Telecom Namibia Limited, commonly known as Telecom Namibia, is a telecommunications service provider operating in Namibia. It is the national telecommunications operator, established in August 1992 and wholly owned by the Government of Namibia. Telecom Namibia is a commercialised company and a subsidiary of Namibia Post and Telecom Holdings Limited. Telecom Namibia is serving more than 396,000 (fixed and mobile) customers, with 986 employees and annual revenue of more than N$1,5 Billion. It runs the largest digital telecommunication network in Namibia.

Telecom Namibia acquired tn mobile in 2013 and it was incorporated as its mobile telecommunication division.

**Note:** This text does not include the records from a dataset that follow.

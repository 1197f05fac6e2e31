//! TCP server for the host bridge
//!
//! Handles incoming host connections and manages their lifecycle.
//! Uses tokio for async networking; board operations are forwarded to the
//! UI loop over a bounded channel, replies and selection reports travel the
//! other way.

use std::net::SocketAddr;
use std::sync::Arc;

use tokio::io::{AsyncBufReadExt, AsyncWriteExt, BufReader};
use tokio::net::{TcpListener, TcpStream};
use tokio::sync::{mpsc, oneshot, RwLock};
use tracing::{debug, info, warn};

use board_view_types::{Coord, FieldUpdate};

use crate::protocol::{
    create_error, create_welcome, extract_seq_best_effort, parse_message, ErrorCode, ErrorMessage,
    ParsedMessage, PROTOCOL_VERSION,
};

/// Server configuration
#[derive(Debug, Clone)]
pub struct BridgeConfig {
    pub host: String,
    pub port: u16,
    pub protocol_version: String,
    pub max_pending_commands: usize,
}

impl Default for BridgeConfig {
    fn default() -> Self {
        Self {
            host: "127.0.0.1".to_string(),
            port: 7777,
            protocol_version: PROTOCOL_VERSION.to_string(),
            max_pending_commands: 10,
        }
    }
}

impl BridgeConfig {
    /// Create from environment variables.
    pub fn from_env() -> Self {
        use std::env;

        let host = env::var("BOARD_VIEW_HOST").unwrap_or_else(|_| "127.0.0.1".to_string());
        let port = env::var("BOARD_VIEW_PORT")
            .ok()
            .and_then(|s| s.parse().ok())
            .unwrap_or(7777);
        let max_pending_commands = env::var("BOARD_VIEW_MAX_PENDING")
            .ok()
            .and_then(|s| s.parse().ok())
            .unwrap_or(10);

        Self {
            host,
            port,
            protocol_version: PROTOCOL_VERSION.to_string(),
            max_pending_commands,
        }
    }

    pub fn endpoint(&self) -> String {
        format!("{}:{}", self.host, self.port)
    }
}

/// Shared server state
pub struct BridgeState {
    config: BridgeConfig,
    clients: Arc<RwLock<Vec<ClientHandle>>>,
}

impl BridgeState {
    pub fn new(config: BridgeConfig) -> Self {
        Self {
            config,
            clients: Arc::new(RwLock::new(Vec::new())),
        }
    }

    /// Check if the bridge is disabled via environment.
    pub fn is_disabled() -> bool {
        std::env::var("BOARD_VIEW_DISABLED")
            .map(|v| v == "1" || v.to_lowercase() == "true")
            .unwrap_or(false)
    }
}

/// Handle to a connected host client
pub struct ClientHandle {
    pub id: usize,
    pub addr: SocketAddr,
    pub handshaken: bool,
    pub last_seq: Option<u64>,
    pub tx: mpsc::UnboundedSender<String>,
}

/// Board operation requested by the host.
#[derive(Debug, Clone, PartialEq, Eq)]
pub enum HostOp {
    CreateBoard { size: u8, section_size: u8 },
    UpdateFields(Vec<FieldUpdate>),
    HighlightFields(Vec<Coord>),
}

/// Command delivered to the UI loop.
#[derive(Debug, Clone, PartialEq, Eq)]
pub struct InboundCommand {
    pub client_id: usize,
    pub seq: u64,
    pub op: HostOp,
}

/// Outbound message to be delivered by the server.
#[derive(Debug, Clone)]
pub enum OutboundMessage {
    ToClient { client_id: usize, line: String },
    Broadcast { line: String },
}

async fn is_handshaken(state: &Arc<BridgeState>, client_id: usize) -> bool {
    let clients = state.clients.read().await;
    clients
        .iter()
        .find(|c| c.id == client_id)
        .map(|c| c.handshaken)
        .unwrap_or(false)
}

async fn check_and_update_seq(state: &Arc<BridgeState>, client_id: usize, seq: u64) -> bool {
    let mut clients = state.clients.write().await;
    let Some(client) = clients.iter_mut().find(|c| c.id == client_id) else {
        return true;
    };

    match client.last_seq {
        None => {
            client.last_seq = Some(seq);
            true
        }
        Some(prev) => {
            if seq <= prev {
                false
            } else {
                client.last_seq = Some(seq);
                true
            }
        }
    }
}

/// Start the TCP server.
///
/// `ready_tx` reports the bound address once listening; tests bind port 0
/// and read the real port from it.
pub async fn run_server(
    config: BridgeConfig,
    command_tx: mpsc::Sender<InboundCommand>,
    mut out_rx: mpsc::UnboundedReceiver<OutboundMessage>,
    ready_tx: Option<oneshot::Sender<SocketAddr>>,
) -> anyhow::Result<()> {
    let listener = TcpListener::bind((config.host.as_str(), config.port)).await?;
    let bound = listener.local_addr()?;
    info!(address = %bound, "bridge listening");
    if let Some(tx) = ready_tx {
        let _ = tx.send(bound);
    }

    let state = Arc::new(BridgeState::new(config));
    let mut client_id_counter = 0usize;

    // Outbound dispatcher.
    {
        let state = Arc::clone(&state);
        tokio::spawn(async move {
            while let Some(msg) = out_rx.recv().await {
                match msg {
                    OutboundMessage::ToClient { client_id, line } => {
                        let clients = state.clients.read().await;
                        if let Some(c) = clients.iter().find(|c| c.id == client_id) {
                            let _ = c.tx.send(line);
                        }
                    }
                    OutboundMessage::Broadcast { line } => {
                        let clients = state.clients.read().await;
                        for c in clients.iter().filter(|c| c.handshaken) {
                            let _ = c.tx.send(line.clone());
                        }
                    }
                }
            }
        });
    }

    // Accept incoming connections.
    loop {
        let (socket, addr) = listener.accept().await?;
        client_id_counter += 1;
        let client_id = client_id_counter;

        info!(client_id, address = %addr, "host connected");

        let state = Arc::clone(&state);
        let command_tx = command_tx.clone();

        tokio::spawn(async move {
            if let Err(e) = handle_client(socket, addr, client_id, Arc::clone(&state), command_tx).await
            {
                warn!(client_id, error = %e, "client error");
            }
            let mut clients = state.clients.write().await;
            clients.retain(|c| c.id != client_id);
            info!(client_id, "host disconnected");
        });
    }
}

async fn handle_client(
    socket: TcpStream,
    addr: SocketAddr,
    client_id: usize,
    state: Arc<BridgeState>,
    command_tx: mpsc::Sender<InboundCommand>,
) -> anyhow::Result<()> {
    let (reader, mut writer) = tokio::io::split(socket);
    let mut reader = BufReader::new(reader);

    let (tx, mut rx) = mpsc::unbounded_channel::<String>();

    {
        let mut clients = state.clients.write().await;
        clients.push(ClientHandle {
            id: client_id,
            addr,
            handshaken: false,
            last_seq: None,
            tx: tx.clone(),
        });
    }

    // Writer task: one JSON document per line.
    let write_task = tokio::spawn(async move {
        while let Some(line) = rx.recv().await {
            if writer.write_all(line.as_bytes()).await.is_err() {
                break;
            }
            if writer.write_all(b"\n").await.is_err() {
                break;
            }
            if writer.flush().await.is_err() {
                break;
            }
        }
    });

    let send_error = |tx: &mpsc::UnboundedSender<String>, err: ErrorMessage| {
        if let Ok(line) = serde_json::to_string(&err) {
            let _ = tx.send(line);
        }
    };

    let mut line = String::new();
    loop {
        line.clear();
        let bytes_read = reader.read_line(&mut line).await?;
        if bytes_read == 0 {
            break;
        }

        let trimmed = line.trim();
        if trimmed.is_empty() {
            continue;
        }

        let parsed = match parse_message(trimmed) {
            Ok(parsed) => parsed,
            Err(message) => {
                let seq = extract_seq_best_effort(trimmed).unwrap_or(0);
                send_error(&tx, create_error(seq, ErrorCode::InvalidCommand, &message));
                continue;
            }
        };

        match parsed {
            ParsedMessage::Hello(hello) => {
                if !hello.protocol_version.starts_with("1.") {
                    send_error(
                        &tx,
                        create_error(
                            hello.seq,
                            ErrorCode::ProtocolMismatch,
                            &format!("protocol version {} not supported", hello.protocol_version),
                        ),
                    );
                    break;
                }

                {
                    let mut clients = state.clients.write().await;
                    if let Some(client) = clients.iter_mut().find(|c| c.id == client_id) {
                        client.handshaken = true;
                        client.last_seq = Some(hello.seq);
                    }
                }

                debug!(client_id, client = %hello.client.name, "handshake complete");
                let welcome = create_welcome(hello.seq, &state.config.protocol_version);
                if let Ok(line) = serde_json::to_string(&welcome) {
                    let _ = tx.send(line);
                }
            }

            ParsedMessage::CreateBoard(msg) => {
                let op = HostOp::CreateBoard {
                    size: msg.size,
                    section_size: msg.section_size,
                };
                forward_op(&state, client_id, msg.seq, op, &command_tx, &tx).await;
            }

            ParsedMessage::UpdateFields(msg) => {
                let updates = msg.fields.into_iter().map(FieldUpdate::from).collect();
                forward_op(
                    &state,
                    client_id,
                    msg.seq,
                    HostOp::UpdateFields(updates),
                    &command_tx,
                    &tx,
                )
                .await;
            }

            ParsedMessage::HighlightFields(msg) => {
                let coords = msg.coordinates.into_iter().map(Coord::from).collect();
                forward_op(
                    &state,
                    client_id,
                    msg.seq,
                    HostOp::HighlightFields(coords),
                    &command_tx,
                    &tx,
                )
                .await;
            }
        }
    }

    write_task.abort();
    Ok(())
}

/// Common gatekeeping for board operations: handshake, seq monotonicity,
/// backpressure. The ack is sent by the UI loop after the operation applies.
async fn forward_op(
    state: &Arc<BridgeState>,
    client_id: usize,
    seq: u64,
    op: HostOp,
    command_tx: &mpsc::Sender<InboundCommand>,
    tx: &mpsc::UnboundedSender<String>,
) {
    let send_error = |err: ErrorMessage| {
        if let Ok(line) = serde_json::to_string(&err) {
            let _ = tx.send(line);
        }
    };

    if !is_handshaken(state, client_id).await {
        send_error(create_error(
            seq,
            ErrorCode::HandshakeRequired,
            "send hello before board operations",
        ));
        return;
    }

    if !check_and_update_seq(state, client_id, seq).await {
        send_error(create_error(
            seq,
            ErrorCode::InvalidCommand,
            "seq must be strictly increasing",
        ));
        return;
    }

    debug!(client_id, seq, ?op, "board operation");
    if command_tx
        .try_send(InboundCommand { client_id, seq, op })
        .is_err()
    {
        send_error(create_error(
            seq,
            ErrorCode::Backpressure,
            "command queue is full",
        ));
    }
}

Tn mobile's biggest competitors are MTC Namibia, Paratus Telecom and MTN Namibia.

Services

Landline
Telecom Namibia holds the monopoly for landline access in Namibia.
In June 2022, there had been 88,000 accesses. This is a decrease of about 40 percent compared to 2021. Customers in some cities are connected via fibre, and technologies like DSL and ISDN are also used.

Cellular 
Using CDMA, Telecom Namibia offered cellular communication.
With the brand SWITCH, it was officially established as third cellular provider of the country at the end of 2009.
There had been 54.000 SWITCH customers (mid of 2010).
In August 2011, Telecom Namibia announced the transformation of the CDMA network into a GSM network.

In November 2012, Telecom Namibia took over the second largest cellular provider. After that, this division is now called TN Mobile.

Web Hosting 
Using the brand iWay, Telecom Namibia offers web hosting, domain and email services.

Other Services 
At their sites, Telecom Namibia has to offer colocation to other commercial providers, like MTC Namibia.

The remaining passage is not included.